3. When you reach the end of the block, if the last line continues to
next block, wait for the next block to become FILLED. Peek into the
next block, and copy the remaining part of the split line to a local
buffer, and set the 'startpos' on the next block to point to the end
of the split line. Mark the next block as READY.
4. Process all the lines in the block, call input functions, insert
rows.
5. Mark the block as DONE.
In this design, you don't need to keep line boundaries in shared memory,
because each worker process is responsible for finding the line
boundaries of its own block.
There's a point of serialization here, in that the next block cannot be
processed, until the worker working on the previous block has finished
scanning the EOLs, and set the starting position on the next block,
putting it in READY state. That's not very different from your patch,
where you had a similar point of serialization because the leader
scanned the EOLs,
But in the design (single producer multiple consumer) used by the
patch the worker doesn't need to wait till the complete block is
processed, it can start processing the lines already found. This will
also allow workers to start much earlier to process the data as it
doesn't need to wait for all the offsets corresponding to 64K block
ready. However, in the design where each worker is processing the 64K
block, it can lead to much longer waits. I think this will impact the
Copy STDIN case more where in most cases (200-300 bytes tuples) we
receive line-by-line from client and find the line-endings by leader.
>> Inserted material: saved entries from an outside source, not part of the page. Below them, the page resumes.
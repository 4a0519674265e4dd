// This Source Code Form is subject to the terms of the Mozilla Public
// License, v. 2.0. If a copy of the MPL was not distributed with this
// file, You can obtain one at http://mozilla.org/MPL/2.0/.

/*!
`svg2pptx-ir` is the graphics tree representation used by `svg2pptx`.

The tree sits between SVG parsing and DrawingML mapping: immutable value
types, tagged variants for nodes, segments and paints, and exclusive
ownership from the `Scene` down. Paint servers are shared via `Rc`;
clip geometry is owned by a scene-level table and referenced by id.
*/

#![forbid(unsafe_code)]
#![warn(missing_docs)]
#![warn(missing_debug_implementations)]
#![allow(clippy::collapsible_else_if)]
#![allow(clippy::too_many_arguments)]

pub mod animate;
pub mod filter;
mod geom;
mod paint;
mod path;

use std::collections::HashMap;
use std::rc::Rc;
use std::sync::Arc;

pub use crate::geom::*;
pub use crate::paint::*;
pub use crate::path::*;

/// A text anchor.
///
/// `text-anchor` attribute in the SVG.
#[allow(missing_docs)]
#[derive(Clone, Copy, PartialEq, Debug)]
pub enum TextAnchor {
    Start,
    Middle,
    End,
}

impl Default for TextAnchor {
    fn default() -> Self {
        Self::Start
    }
}

/// A text direction.
#[allow(missing_docs)]
#[derive(Clone, Copy, PartialEq, Debug)]
pub enum Direction {
    Ltr,
    Rtl,
}

impl Default for Direction {
    fn default() -> Self {
        Self::Ltr
    }
}

/// A styled text run.
#[derive(Clone, Debug)]
pub struct Run {
    /// The run's text content.
    pub text: String,

    /// Font family name.
    pub font_family: String,

    /// Font size in points.
    pub size_pt: f64,

    /// Bold flag, from `font-weight`.
    pub bold: bool,

    /// Italic flag, from `font-style`.
    pub italic: bool,

    /// Text color.
    pub color: Color,

    /// Text opacity.
    pub alpha: Opacity,

    /// Writing direction.
    pub direction: Direction,
}

/// A block of text.
///
/// `text` element and its `tspan` children in SVG.
#[derive(Clone, Debug)]
pub struct TextFrame {
    /// The source element's id; may be empty.
    pub id: String,

    /// The anchor position in user space.
    pub origin: Point,

    /// Frame width in user units.
    pub width: f64,

    /// Frame height in user units.
    pub height: f64,

    /// Horizontal anchoring.
    pub anchor: TextAnchor,

    /// Styled runs, one per `tspan` (or one for plain text).
    pub runs: Vec<Run>,
}

/// The strategy used when applying a clip.
#[allow(missing_docs)]
#[derive(Clone, Copy, PartialEq, Debug)]
pub enum ClipStrategy {
    /// Intersect with the clip geometry's bounding rectangle.
    BoundingRect,
    /// Use the clip geometry as is.
    Geometry,
}

/// A weak reference into the scene's clip table.
///
/// The geometry is owned by the table, not by the referring node.
#[derive(Clone, Debug)]
pub struct ClipRef {
    /// The referenced `clipPath` id.
    pub id: String,

    /// How the clip is applied.
    pub strategy: ClipStrategy,
}

/// A clip path entry in the scene's clip table.
#[derive(Clone, Debug)]
pub struct ClipPath {
    /// The id referring nodes look this entry up by.
    pub id: String,

    /// Coordinate system units.
    pub units: Units,

    /// Clip path transform.
    pub transform: Transform,

    /// The clip geometry.
    pub paths: Vec<PathData>,
}

/// An embedded image kind.
#[derive(Clone)]
pub enum ImageKind {
    /// A reference to raw JPEG data. Embedded as is.
    JPEG(Arc<Vec<u8>>),
    /// A reference to raw PNG data. Embedded as is.
    PNG(Arc<Vec<u8>>),
    /// A nested SVG scene, converted recursively and inlined.
    SVG(Box<Scene>),
}

impl std::fmt::Debug for ImageKind {
    fn fmt(&self, f: &mut std::fmt::Formatter) -> std::fmt::Result {
        match self {
            ImageKind::JPEG(_) => f.write_str("ImageKind::JPEG(..)"),
            ImageKind::PNG(_) => f.write_str("ImageKind::PNG(..)"),
            ImageKind::SVG(_) => f.write_str("ImageKind::SVG(..)"),
        }
    }
}

/// A raster or nested-vector image element.
///
/// `image` element in SVG.
#[derive(Clone, Debug)]
pub struct Image {
    /// The source element's id; may be empty.
    pub id: String,

    /// The rectangle the image is fit into.
    pub rect: Rect,

    /// `preserveAspectRatio` in SVG.
    pub aspect: svgtypes::AspectRatio,

    /// Image data.
    pub kind: ImageKind,
}

/// A path element.
#[derive(Clone, Debug)]
pub struct Path {
    /// The source element's id; may be empty.
    pub id: String,

    /// The geometry, shared via `Rc`: segment lists dominate the IR's
    /// memory, and frame baking clones scenes wholesale.
    pub data: Rc<PathData>,

    /// Fill style.
    pub fill: Option<Fill>,

    /// Stroke style.
    pub stroke: Option<Stroke>,

    /// Element opacity.
    pub opacity: Opacity,

    /// Element's clip path.
    pub clip: Option<ClipRef>,

    /// A reference into the scene's filter table.
    pub filter: Option<String>,
}

/// A group container, the only composite node.
///
/// By the time the IR exists, plain wrapper groups are gone; any group
/// that survives carries a transform, an opacity or a clip.
#[derive(Clone, Debug)]
pub struct Group {
    /// The source element's id; may be empty.
    pub id: String,

    /// Element's transform.
    pub transform: Transform,

    /// Group opacity.
    pub opacity: Opacity,

    /// Element's clip path.
    pub clip: Option<ClipRef>,

    /// A reference into the scene's filter table.
    pub filter: Option<String>,

    /// Group's children.
    pub children: Vec<Node>,
}

impl Default for Group {
    fn default() -> Self {
        Group {
            id: String::new(),
            transform: Transform::default(),
            opacity: Opacity::ONE,
            clip: None,
            filter: None,
            children: Vec::new(),
        }
    }
}

impl Group {
    /// Returns `true` if the group has any children.
    pub fn has_children(&self) -> bool {
        !self.children.is_empty()
    }
}

/// Node's kind.
#[allow(missing_docs)]
#[derive(Clone, Debug)]
pub enum Node {
    Group(Box<Group>),
    Path(Box<Path>),
    Text(Box<TextFrame>),
    Image(Box<Image>),
}

impl Node {
    /// The source element's id; empty when the SVG had none.
    pub fn id(&self) -> &str {
        match self {
            Node::Group(ref e) => e.id.as_str(),
            Node::Path(ref e) => e.id.as_str(),
            Node::Text(ref e) => e.id.as_str(),
            Node::Image(ref e) => e.id.as_str(),
        }
    }

    /// Returns node's bounding box in user space, if any.
    pub fn bounding_box(&self) -> Option<Rect> {
        match self {
            Node::Group(ref g) => {
                let mut bbox: Option<Rect> = None;
                for child in &g.children {
                    if let Some(mut r) = child.bounding_box() {
                        if let Node::Group(ref cg) = child {
                            if let Some(t) = r.transform(cg.transform) {
                                r = t;
                            }
                        }
                        bbox = Some(match bbox {
                            Some(b) => b.expand(r),
                            None => r,
                        });
                    }
                }
                bbox
            }
            Node::Path(ref p) => p.data.bounding_box(),
            Node::Text(ref t) => Rect::new(t.origin.x, t.origin.y, t.width, t.height),
            Node::Image(ref img) => Some(img.rect),
        }
    }
}

/// A scene: the root of the IR.
///
/// Exclusively owns its element tree. Acyclicity is structural:
/// children are owned by value, so a group can never contain
/// an ancestor.
#[derive(Clone, Debug)]
pub struct Scene {
    /// Output size in pixels.
    pub size: (u32, u32),

    /// The source viewBox.
    pub view_box: Rect,

    /// The root element.
    pub root: Group,

    /// Scene-level clip geometry, referenced by `ClipRef`.
    pub clip_paths: HashMap<String, ClipPath>,

    /// Scene-level filters, referenced by node filter ids.
    pub filters: HashMap<String, filter::Filter>,
}

impl Scene {
    /// Looks up a node by its source element id.
    ///
    /// The empty id never matches, so anonymous nodes stay
    /// unaddressable.
    pub fn node_by_id(&self, id: &str) -> Option<&Node> {
        if id.is_empty() {
            return None;
        }

        node_by_id(&self.root, id)
    }

    /// Calls a closure for every node in document order.
    ///
    /// The passed index is the node's stable pre-order position;
    /// it is the identity the policy side-table is keyed by.
    pub fn walk<F: FnMut(usize, &Node)>(&self, mut f: F) {
        let mut index = 0;
        walk_group(&self.root, &mut index, &mut f);
    }
}

fn walk_group<F: FnMut(usize, &Node)>(parent: &Group, index: &mut usize, f: &mut F) {
    for node in &parent.children {
        f(*index, node);
        *index += 1;

        if let Node::Group(ref g) = node {
            walk_group(g, index, f);
        }
    }
}

fn node_by_id<'a>(parent: &'a Group, id: &str) -> Option<&'a Node> {
    for child in &parent.children {
        if child.id() == id {
            return Some(child);
        }

        if let Node::Group(ref g) = child {
            if let Some(n) = node_by_id(g, id) {
                return Some(n);
            }
        }
    }

    None
}

#[cfg(test)]
mod tests {
    use super::*;

    fn sample_scene() -> Scene {
        let rect = Rect::new(10.0, 10.0, 80.0, 40.0).unwrap();
        let path = Path {
            id: "r1".to_string(),
            data: Rc::new(PathData::from_rect(rect)),
            fill: Some(Fill::default()),
            stroke: None,
            opacity: Opacity::ONE,
            clip: None,
            filter: None,
        };

        let mut inner = Group::default();
        inner.id = "g1".to_string();
        inner.children.push(Node::Path(Box::new(path)));

        let mut root = Group::default();
        root.children.push(Node::Group(Box::new(inner)));

        Scene {
            size: (100, 60),
            view_box: Rect::new(0.0, 0.0, 100.0, 60.0).unwrap(),
            root,
            clip_paths: HashMap::new(),
            filters: HashMap::new(),
        }
    }

    #[test]
    fn node_lookup() {
        let scene = sample_scene();
        assert!(scene.node_by_id("r1").is_some());
        assert!(scene.node_by_id("g1").is_some());
        assert!(scene.node_by_id("missing").is_none());
        assert!(scene.node_by_id("").is_none());
    }

    #[test]
    fn walk_is_preorder() {
        let scene = sample_scene();
        let mut ids = Vec::new();
        scene.walk(|index, node| ids.push((index, node.id().to_string())));

        assert_eq!(ids.len(), 2);
        assert_eq!(ids[0], (0, "g1".to_string()));
        assert_eq!(ids[1], (1, "r1".to_string()));
    }

    #[test]
    fn group_bbox() {
        let scene = sample_scene();
        let bbox = Node::Group(Box::new(scene.root.clone())).bounding_box().unwrap();
        assert_eq!(bbox, Rect::new(10.0, 10.0, 80.0, 40.0).unwrap());
    }
}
If the leader doesn't find the line-endings the workers need to wait
till the leader fill the entire 64K chunk, OTOH, with current approach
the worker can start as soon as leader is able to populate some
minimum number of line-endings
You can use a smaller block size. However, the point of parallel copy is
to maximize bandwidth. If the workers ever have to sit idle, it means
that the bottleneck is in receiving data from the client, i.e. the
backend is fast enough, and you can't make the overall COPY finish any
faster no matter how you do it.
The other point is that the leader backend won't be used completely as
it is only doing a very small part (primarily reading the file) of the
overall work.
An idle process doesn't cost anything. If you have free CPU resources,
use more workers.
We have discussed both these approaches (a) single producer multiple
consumer, and (b) all workers doing the processing as you are saying
in the beginning and concluded that (a) is better, see some of the
relevant emails [1][2][3].
[1] -
https://www.postgresql.org/message-id/20200413201633.cki4nsptynq7blhg%40alap3.anarazel.de
[2] -
https://www.postgresql.org/message-id/20200415181913.4gjqcnuzxfzbbzxa%40alap3.anarazel.de
[3] -
https://www.postgresql.org/message-id/78C0107E-62F2-4F76-BFD8-34C73B716944%40anarazel.de
Sorry I'm late to the party. I don't think the design I proposed was
discussed in that threads. The alternative that's discussed in that
thread seems to be something much more fine-grained, where processes
claim individual lines. I'm not sure though, I didn't fully understand
the alternative designs.
I want to throw out one more idea. It's an interim step, not the final
solution we want, but a useful step in getting there:
Have the leader process scan the input for line-endings. Split the input
data into blocks of slightly under 64 kB in size, so that a line never
crosses a block. Put the blocks in shared memory.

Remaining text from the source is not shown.